# [WHAT THIS TASK INVOLVES]
This exercise asks for every line of the material that contains the word "FormRating".

# [RECORD SET]
§

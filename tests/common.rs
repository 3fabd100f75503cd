// ABOUTME: Shared test utilities and setup functions for integration tests
// ABOUTME: Provides logging, in-memory store, synthetic pose frames, and feedback builders
//
// SPDX-License-Identifier: MIT OR Apache-2.0
// Copyright (c) 2025 Pierre Fitness Intelligence
#![allow(
    dead_code,
    clippy::missing_errors_doc,
    clippy::missing_panics_doc,
    clippy::must_use_candidate,
    clippy::unwrap_used,
    clippy::expect_used
)]
//! Shared test utilities for `reptrack`
//!
//! This module provides common test setup functions to reduce duplication
//! across integration tests.

use anyhow::Result;
use reptrack::database::SqliteStore;
use reptrack_core::constants::landmarks;
use reptrack_core::models::{FormRating, FrameLandmarks, Joint, RepFeedback, SpeedRating};
use reptrack_intelligence::analyzer::FrameInput;
use std::collections::BTreeSet;
use std::env;
use std::sync::{Arc, Once};
use tracing::Level;

static INIT_LOGGER: Once = Once::new();

/// Initialize quiet logging for tests (call once per test process)
pub fn init_test_logging() {
    INIT_LOGGER.call_once(|| {
        // Check for TEST_LOG environment variable to control test logging level
        let log_level = match env::var("TEST_LOG").as_deref() {
            Ok("TRACE") => Level::TRACE,
            Ok("DEBUG") => Level::DEBUG,
            Ok("INFO") => Level::INFO,
            _ => Level::WARN, // Default to WARN for quiet tests
        };

        let _ = tracing_subscriber::fmt()
            .with_max_level(log_level)
            .with_test_writer()
            .try_init();
    });
}

/// Standard in-memory store setup
pub async fn create_test_store() -> Result<Arc<SqliteStore>> {
    init_test_logging();
    Ok(Arc::new(SqliteStore::connect("sqlite::memory:").await?))
}

/// Place `tip` so that the angle at `vertex` between `anchor` (straight above) and `tip` is `degrees`
fn bend(joints: &mut [Joint], anchor: usize, vertex: usize, tip: usize, x: f64, degrees: f64) {
    let radians = degrees.to_radians();
    joints[anchor] = Joint::new(x, 0.3);
    joints[vertex] = Joint::new(x, 0.5);
    joints[tip] = Joint::new(
        0.2_f64.mul_add(radians.sin(), x),
        0.2_f64.mul_add(-radians.cos(), 0.5),
    );
}

/// A full 33-landmark body with both elbows bent to the given angles
pub fn arm_pose(left_elbow: f64, right_elbow: f64) -> FrameLandmarks {
    let mut joints = vec![Joint::new(0.5, 0.5); landmarks::COUNT];
    bend(
        &mut joints,
        landmarks::LEFT_SHOULDER,
        landmarks::LEFT_ELBOW,
        landmarks::LEFT_WRIST,
        0.6,
        left_elbow,
    );
    bend(
        &mut joints,
        landmarks::RIGHT_SHOULDER,
        landmarks::RIGHT_ELBOW,
        landmarks::RIGHT_WRIST,
        0.4,
        right_elbow,
    );
    FrameLandmarks::new(joints)
}

/// A full 33-landmark body with the left knee bent to the given angle
pub fn leg_pose(left_knee: f64) -> FrameLandmarks {
    let mut joints = vec![Joint::new(0.5, 0.5); landmarks::COUNT];
    bend(
        &mut joints,
        landmarks::LEFT_HIP,
        landmarks::LEFT_KNEE,
        landmarks::LEFT_ANKLE,
        0.55,
        left_knee,
    );
    // Shoulder straight above the hip keeps the torso angle well defined
    joints[landmarks::LEFT_SHOULDER] = Joint::new(0.55, 0.1);
    FrameLandmarks::new(joints)
}

/// Curl frame with both arms at the same angle
pub fn curl_frame(timestamp_ms: u64, elbow: f64, tags: &[&str]) -> FrameInput {
    FrameInput {
        timestamp_ms,
        landmarks: arm_pose(elbow, elbow),
        tags: tags.iter().map(|t| (*t).to_owned()).collect(),
    }
}

/// Curl frames for the left arm only; the right arm stays in the band
pub fn left_curl_frames(start_ms: u64, step_ms: u64, angles: &[f64]) -> Vec<FrameInput> {
    angles
        .iter()
        .enumerate()
        .map(|(i, angle)| FrameInput {
            timestamp_ms: start_ms + step_ms * i as u64,
            landmarks: arm_pose(*angle, 120.0),
            tags: Vec::new(),
        })
        .collect()
}

/// Feedback with no issues
pub fn feedback(form_rating: FormRating, speed_rating: SpeedRating) -> RepFeedback {
    RepFeedback {
        angle: 60.0,
        issues: BTreeSet::new(),
        form_rating,
        speed_rating,
        tip: String::new(),
    }
}
// ABOUTME: Workout summaries, stored workout records, rep details, and letter grades
// ABOUTME: Output of a finished session and the shape of the workout history store
//
// SPDX-License-Identifier: MIT OR Apache-2.0
// Copyright (c) 2025 Pierre Fitness Intelligence

use chrono::{DateTime, Utc};
use serde::{Deserialize, Serialize};
use std::collections::BTreeSet;
use std::fmt;

use super::exercise::ExerciseKind;
use super::feedback::{FormIssue, FormRating, SpeedRating};

/// Summary of one finished workout session
#[derive(Debug, Clone, PartialEq, Serialize, Deserialize)]
pub struct WorkoutSummary {
    /// Exercise performed
    pub exercise_kind: ExerciseKind,
    /// Session start
    pub start_time: DateTime<Utc>,
    /// Session length in milliseconds
    pub duration_ms: u64,
    /// Repetitions counted while the session was active
    pub total_reps: u32,
    /// Repetitions rated perfect
    pub perfect_reps: u32,
    /// Mean completion angle over all repetitions
    pub avg_angle: f64,
    /// Workout score in `[0,100]`
    pub score: u8,
    /// Difficulty level when the session ended
    pub difficulty_at_end: u32,
}

impl WorkoutSummary {
    /// Share of perfect repetitions, integer percent
    #[must_use]
    pub fn perfect_form_percentage(&self) -> u32 {
        if self.total_reps == 0 {
            0
        } else {
            self.perfect_reps * 100 / self.total_reps
        }
    }

    /// Duration as `MM:SS`
    #[must_use]
    pub fn formatted_duration(&self) -> String {
        let seconds = self.duration_ms / 1000;
        format!("{:02}:{:02}", seconds / 60, seconds % 60)
    }

    /// Letter grade for the score
    #[must_use]
    pub fn grade(&self) -> Grade {
        Grade::from_score(self.score)
    }
}

/// A persisted workout
#[derive(Debug, Clone, PartialEq, Serialize, Deserialize)]
pub struct WorkoutRecord {
    /// Store-assigned identifier
    pub id: String,
    /// Summary as saved
    #[serde(flatten)]
    pub summary: WorkoutSummary,
}

/// A persisted repetition of a saved workout
#[derive(Debug, Clone, PartialEq, Serialize, Deserialize)]
pub struct RepDetail {
    /// Owning workout
    pub workout_id: String,
    /// 1-based position in the workout
    pub rep_number: u32,
    /// Completion angle
    pub angle: f64,
    /// Form rating
    pub form_rating: FormRating,
    /// Tempo rating
    pub speed_rating: SpeedRating,
    /// Issues detected
    pub issues: BTreeSet<FormIssue>,
    /// When the detail row was written
    pub recorded_at: DateTime<Utc>,
}

/// A saved workout with its repetitions ordered by rep number
#[derive(Debug, Clone, PartialEq, Serialize, Deserialize)]
pub struct WorkoutDetails {
    /// The workout
    pub workout: WorkoutRecord,
    /// Its repetitions
    pub reps: Vec<RepDetail>,
}

/// Aggregate statistics across the workout history
#[derive(Debug, Clone, Default, PartialEq, Serialize, Deserialize)]
pub struct WorkoutStats {
    /// Saved workouts
    pub total_workouts: u32,
    /// Repetitions across all workouts
    pub total_reps: u32,
    /// Perfect repetitions across all workouts
    pub perfect_form_reps: u32,
    /// Mean workout score
    pub average_score: f64,
}

/// Letter grade derived from a workout score
#[derive(Debug, Clone, Copy, PartialEq, Eq, Hash, PartialOrd, Ord, Serialize, Deserialize)]
pub enum Grade {
    /// 90 and above
    #[serde(rename = "A+")]
    APlus,
    /// 85..90
    A,
    /// 80..85
    #[serde(rename = "A-")]
    AMinus,
    /// 75..80
    #[serde(rename = "B+")]
    BPlus,
    /// 70..75
    B,
    /// 65..70
    #[serde(rename = "B-")]
    BMinus,
    /// 60..65
    #[serde(rename = "C+")]
    CPlus,
    /// 55..60
    C,
    /// 50..55
    #[serde(rename = "C-")]
    CMinus,
    /// 45..50
    #[serde(rename = "D+")]
    DPlus,
    /// 40..45
    D,
    /// Below 40
    F,
}

/// Lower score bound of each grade, best first
const GRADE_STEPS: [(u8, Grade); 11] = [
    (90, Grade::APlus),
    (85, Grade::A),
    (80, Grade::AMinus),
    (75, Grade::BPlus),
    (70, Grade::B),
    (65, Grade::BMinus),
    (60, Grade::CPlus),
    (55, Grade::C),
    (50, Grade::CMinus),
    (45, Grade::DPlus),
    (40, Grade::D),
];

impl Grade {
    /// Step-table lookup
    #[must_use]
    pub fn from_score(score: u8) -> Self {
        GRADE_STEPS
            .iter()
            .find(|(floor, _)| score >= *floor)
            .map_or(Self::F, |(_, grade)| *grade)
    }

    /// Printable label
    #[must_use]
    pub const fn as_str(&self) -> &'static str {
        match self {
            Self::APlus => "A+",
            Self::A => "A",
            Self::AMinus => "A-",
            Self::BPlus => "B+",
            Self::B => "B",
            Self::BMinus => "B-",
            Self::CPlus => "C+",
            Self::C => "C",
            Self::CMinus => "C-",
            Self::DPlus => "D+",
            Self::D => "D",
            Self::F => "F",
        }
    }
}

impl fmt::Display for Grade {
    fn fmt(&self, f: &mut fmt::Formatter<'_>) -> fmt::Result {
        f.write_str(self.as_str())
    }
}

§

# [REPLY]
use reptrack_core::models::{FormRating, FrameLandmarks, Joint, RepFeedback, SpeedRating};
pub fn feedback(form_rating: FormRating, speed_rating: SpeedRating) -> RepFeedback {
use super::feedback::{FormIssue, FormRating, SpeedRating};
    pub form_rating: FormRating,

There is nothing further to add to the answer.